Compensation for bank employees has become 'unmoored'
The US House of Representatives has voted in favour of legislation to stop banks paying bonuses that encourage excessive risk taking.
The vote came after a report suggested that Wall Street banks that were bailed out by the government gave executives bonuses regardless of performance.
The report, by the office of New York Attorney Andrew Cuomo, said there was "no clear rhyme or reason" for pay.
Top US banks paid out huge bonuses despite gaining taxpayer bail-outs.
The House bill will now go to the Senate where it could be passed into law.
"This is not the government taking over the corporate sector... It is a statement by the American people that it is time to straighten up the ship," said Democrat Melvin Watt.
But some members were less impressed.
The bill would "undermine confidence in corporate America" and amount to "a government takeover of the free enterprise system," said Republican Pete Sessions.
The legislation includes proposals to give shareholders non-binding votes on executive pay, and to impose rules on the independence of those who decide compensation packages.
The Cuomo report - prepared over nine months - argues that some banks paid out larger bonuses than their profits, while simultaneously taking exceptional state emergency funds.

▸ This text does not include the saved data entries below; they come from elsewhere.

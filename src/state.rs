// SPDX-License-Identifier: AGPL-3.0-or-later
//
// Copyright (C) 2026 Voicechat Gateway

use std::sync::Arc;
use std::time::Duration;

use axum::extract::FromRef;
use axum_extra::extract::cookie::Key;
use reqwest::Client;
use url::Url;

use crate::auth::OidcClient;
use crate::config::{AppConfig, ConfigError};
use crate::providers::{OrchestratorClient, SpeechClient};

/// Timeout for identity-provider and speech-provider calls. The relay's
/// orchestrator client deliberately has none.
const DEPENDENCY_TIMEOUT: Duration = Duration::from_secs(10);

/// Shared application state: immutable configuration plus the HTTP clients
/// built once at startup.
#[derive(Clone)]
pub struct AppState {
    pub config: Arc<AppConfig>,
    pub cookie_key: Key,
    pub orchestrator: OrchestratorClient,
    pub oidc: Option<OidcClient>,
    pub speech: Option<SpeechClient>,
}

// PrivateCookieJar extracts its key from the application state.
impl FromRef<AppState> for Key {
    fn from_ref(state: &AppState) -> Self {
        state.cookie_key.clone()
    }
}

impl AppState {
    pub fn new(config: AppConfig) -> Result<Self, ConfigError> {
        if config.session_secret.len() < 32 {
            return Err(ConfigError::InvalidSetting(
                "SESSION_SECRET must be at least 32 bytes".to_string(),
            ));
        }
        let cookie_key = Key::derive_from(config.session_secret.as_bytes());

        if let Some(oidc) = &config.oidc {
            Url::parse(&oidc.authority).map_err(|_| {
                ConfigError::InvalidSetting("AAD_AUTHORITY is not a valid URL".to_string())
            })?;
        }

        let bounded = Client::builder()
            .timeout(DEPENDENCY_TIMEOUT)
            .build()
            .map_err(|e| ConfigError::HttpClient(e.to_string()))?;
        // No timeout: relay streams are expected to stay open for minutes.
        let streaming = Client::builder()
            .build()
            .map_err(|e| ConfigError::HttpClient(e.to_string()))?;

        let orchestrator = OrchestratorClient::new(&config.orchestrator, streaming);
        let oidc = config
            .oidc
            .as_ref()
            .map(|c| OidcClient::new(c, &config.public_base_url, bounded.clone()));
        let speech = config
            .speech
            .as_ref()
            .map(|c| SpeechClient::new(c, bounded.clone()));

        Ok(Self {
            config: Arc::new(config),
            cookie_key,
            orchestrator,
            oidc,
            speech,
        })
    }
}

#[cfg(test)]
mod tests {
    use super::*;
    use crate::config::OrchestratorConfig;
    use std::path::PathBuf;

    fn minimal_config() -> AppConfig {
        AppConfig {
            public_base_url: "http://localhost:8000".to_string(),
            static_dir: PathBuf::from("static"),
            session_secret: "0123456789abcdef0123456789abcdef".to_string(),
            orchestrator: OrchestratorConfig {
                stream_url: "http://localhost:7071/api/orcstream".to_string(),
                function_key: "fk".to_string(),
            },
            oidc: None,
            speech: None,
        }
    }

    #[test]
    fn builds_without_optional_providers() {
        let state = AppState::new(minimal_config()).unwrap();
        assert!(state.oidc.is_none());
        assert!(state.speech.is_none());
    }

    #[test]
    fn short_session_secret_is_rejected() {
        let mut config = minimal_config();
        config.session_secret = "too-short".to_string();
        assert!(matches!(
            AppState::new(config),
            Err(ConfigError::InvalidSetting(_))
        ));
    }

    #[test]
    fn invalid_authority_is_rejected() {
        let mut config = minimal_config();
        config.oidc = Some(crate::config::OidcConfig {
            authority: "not a url".to_string(),
            client_id: "id".to_string(),
            client_secret: "secret".to_string(),
            redirect_path: "/auth".to_string(),
            scopes: "openid".to_string(),
        });
        assert!(matches!(
            AppState::new(config),
            Err(ConfigError::InvalidSetting(_))
        ));
    }
}
// SPDX-License-Identifier: AGPL-3.0-or-later
//
// Copyright (C) 2026 Voicechat Gateway

//! # Authentication Module
//!
//! OpenID-Connect authorization-code login for the chat UI.
//!
//! ## Auth Flow
//!
//! 1. `GET /login` writes a fresh nonce into the encrypted session cookie
//!    and redirects to the identity provider's authorize endpoint with the
//!    nonce as the `state` parameter.
//! 2. The provider redirects back to the callback path with `code` and
//!    `state`; the gateway checks the echoed state against the stored
//!    nonce, then exchanges the code for tokens server-side using the
//!    confidential client credentials.
//! 3. Identity claims and the delegated tokens are stored in the session;
//!    `GET /logout` clears it and redirects to the provider's end-session
//!    endpoint.
//!
//! When no identity provider is configured the whole flow degrades to
//! redirects back home and the access guard admits everyone.

pub mod error;
pub mod guard;
pub mod oidc;
pub mod routes;

pub use error::AuthError;
pub use oidc::OidcClient;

"Compensation for bank employees has become unmoored from the banks' financial performance," it said.
Ten banks were given money as part of the government's $700bn financial stimulus plan.
In 2008 Goldman Sachs paid $4.8bn in bonuses, representing more than twice its income. Similarly, Morgan Stanley awarded bonuses of $4.5bn while earning just $1.7bn.
The government provided both firms with $10bn as part of the its wider Troubled Asset Relief Program (Tarp). Goldman recently reported a better-than-expected net profit of $3.44bn for the three months to June.
Citigroup and Merrill Lynch paid bonuses of $5.33bn and $3.6bn respectively while seeing losses of more than $27m each, said the report.
"Other banks, like State Street and Bank of New York Mellon, paid bonuses that were more in line with their net income, which is certainly what one would expect in a difficult year like 2008".